The paper went to a new obituary system today, and the changes are significant. First and foremost, instead of giving families the first eight lines free, as has been the case for many years, the paper now charges for every obituary.

People who don’t want to — or can’t — pay for obituaries will only be able to have their loved ones listed in an index at the beginning of the obituaries.

Until today, The Star charged people based on a sliding, per-line fee after the first eight lines. As of 2017 (when I last checked prices), lines nine to 11 were $114; lines 12 to 15 were $170; and every additional five lines was $39.

Now it’s a flat fee of $68 per column inch. By my rough calculations, the change will increase obituary revenue from about $6,000 a page to about $7,750 a page. That’s a nice bump for the paper but not for KC area residents.

It’s regrettable that The Star has chosen to charge for all obituaries. Giving the first eight lines free was a great customer and community service. It was not only a goodwill gesture but also a point of ongoing connection with the community.

At the same time, I’m not surprised. The Star’s circulation continues to dwindle, and the paper’s connection with the community continues to become more remote. Although it’s always been “for profit,” The Star used to be considered a civic jewel, similar to institutions like the Kansas City Symphony, the Lyric Opera and Missouri Repertory Theatre. Now, it’s strictly a business enterprise, at least from ownership’s point of view.

I don’t know if this new obituary system is being implemented at the other 28 McClatchy newspapers, but I would assume it will be, if it isn’t already. As most of you know, a New Jersey hedge fund, Chatham Asset Management, recently bought the McClatchy chain out of bankruptcy, and, as I’ve said before, hedge funds are not in the newspaper business to make readers happy. Their focus is on the bottom line, and Chatham is going to maximize revenue every conceivable way it can.


Besides cost, here are some of the other changes in the obits…

:: The names of the deceased are in larger type than they used to be.

:: The date of death is included in each heading, along with the name.

:: Each obituary starts with the person’s city of residence. (This is the best element of the new system, in my opinion. In the past, you could read all the way through some obits and never learn where the deceased lived or what his or her connection to Kansas City was.)

:: The obits are no longer in alphabetical order. A clerk in the obit department told me she wasn’t sure why the obits are now randomly placed but that she thought it had something to do with the file formatting. (This is the second-worst part of the new system, after the elimination of the eight free lines.)
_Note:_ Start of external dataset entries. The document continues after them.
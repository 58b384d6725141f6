//! Packages as the solver sees them, and terms over their versions.

use std::fmt;

use tern_core::name::{ExtraName, PackageName};
use tern_core::specifier::VersionSet;

/// A solver variable.
///
/// Extras are separate virtual packages pinned to their base package's
/// version, so `requests[socks]` can only be selected alongside the same
/// `requests`.
#[derive(Debug, Clone, PartialEq, Eq, PartialOrd, Ord, Hash)]
pub enum Package {
    Root,
    Base(PackageName),
    Extra(PackageName, ExtraName),
}

impl Package {
    pub fn name(&self) -> Option<&PackageName> {
        match self {
            Package::Root => None,
            Package::Base(name) | Package::Extra(name, _) => Some(name),
        }
    }
}

impl fmt::Display for Package {
    fn fmt(&self, f: &mut fmt::Formatter<'_>) -> fmt::Result {
        match self {
            Package::Root => f.write_str("the project"),
            Package::Base(name) => write!(f, "{name}"),
            Package::Extra(name, extra) => write!(f, "{name}[{extra}]"),
        }
    }
}

/// A statement about one package.
///
/// `Positive(s)`: the package is selected at a version in `s`.
/// `Negative(s)`: the package is not selected at a version in `s` (it may
/// not be selected at all).
#[derive(Debug, Clone, PartialEq, Eq)]
pub enum Term {
    Positive(VersionSet),
    Negative(VersionSet),
}

/// How a term relates to what the partial solution already knows.
#[derive(Debug, Clone, Copy, PartialEq, Eq)]
pub enum TermRelation {
    Satisfied,
    Contradicted,
    Inconclusive,
}

impl Term {
    pub fn any() -> Self {
        Term::Negative(VersionSet::empty())
    }

    pub fn exact(version: tern_core::version::Version) -> Self {
        Term::Positive(VersionSet::singleton(version))
    }

    pub fn is_positive(&self) -> bool {
        matches!(self, Term::Positive(_))
    }

    pub fn set(&self) -> &VersionSet {
        match self {
            Term::Positive(s) | Term::Negative(s) => s,
        }
    }

    pub fn negate(&self) -> Term {
        match self {
            Term::Positive(s) => Term::Negative(s.clone()),
            Term::Negative(s) => Term::Positive(s.clone()),
        }
    }

    pub fn intersection(&self, other: &Term) -> Term {
        match (self, other) {
            (Term::Positive(a), Term::Positive(b)) => Term::Positive(a.intersection(b)),
            (Term::Positive(a), Term::Negative(b)) | (Term::Negative(b), Term::Positive(a)) => {
                Term::Positive(a.difference(b))
            }
            (Term::Negative(a), Term::Negative(b)) => Term::Negative(a.union(b)),
        }
    }

    pub fn union(&self, other: &Term) -> Term {
        self.negate().intersection(&other.negate()).negate()
    }

    /// No state satisfies the term.
    pub fn is_empty(&self) -> bool {
        matches!(self, Term::Positive(s) if s.is_empty())
    }

    /// Every state allowed by `self` is allowed by `other`.
    pub fn is_subset_of(&self, other: &Term) -> bool {
        match (self, other) {
            (Term::Positive(a), Term::Positive(b)) => a.is_subset_of(b),
            (Term::Positive(a), Term::Negative(b)) => a.is_disjoint(b),
            (Term::Negative(_), Term::Positive(_)) => false,
            (Term::Negative(a), Term::Negative(b)) => b.is_subset_of(a),
        }
    }

    pub fn is_disjoint(&self, other: &Term) -> bool {
        match (self, other) {
            (Term::Positive(a), Term::Positive(b)) => a.is_disjoint(b),
            (Term::Positive(a), Term::Negative(b)) | (Term::Negative(b), Term::Positive(a)) => {
                a.is_subset_of(b)
            }
            (Term::Negative(_), Term::Negative(_)) => false,
        }
    }

    /// Relation of `self` (an incompatibility term) to `known`, the
    /// accumulated assignment for the same package.
    pub fn relation(&self, known: &Term) -> TermRelation {
        if known.is_subset_of(self) {
            TermRelation::Satisfied
        } else if known.is_disjoint(self) {
            TermRelation::Contradicted
        } else {
            TermRelation::Inconclusive
        }
    }

    pub fn contains(&self, version: &tern_core::version::Version) -> bool {
        match self {
            Term::Positive(s) => s.contains(version),
            Term::Negative(s) => !s.contains(version),
        }
    }
}

impl fmt::Display for Term {
    fn fmt(&self, f: &mut fmt::Formatter<'_>) -> fmt::Result {
        match self {
            Term::Positive(s) => write!(f, "{s}"),
            Term::Negative(s) => write!(f, "not {s}"),
        }
    }
}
As you might expect, the rollout was a bit patchy. For example, Jerry A. Hines’ nine-line obit appeared twice in succession, and only half of Marsha Elizabeth Macri Stanton’s name made it into her heading. She was just Marsha Elizabeth.

Like most significant changes in a newspaper, it will take readers a while to get used to the new format. From the appearance standpoint, I don’t mind it, but like I said, at its core it represents more distancing between The Star and its readers.


NOTE: Thursday’s obituaries are in alphabetical order. Perhaps Wednesday’s random presentation was just one of the first-day wrinkles.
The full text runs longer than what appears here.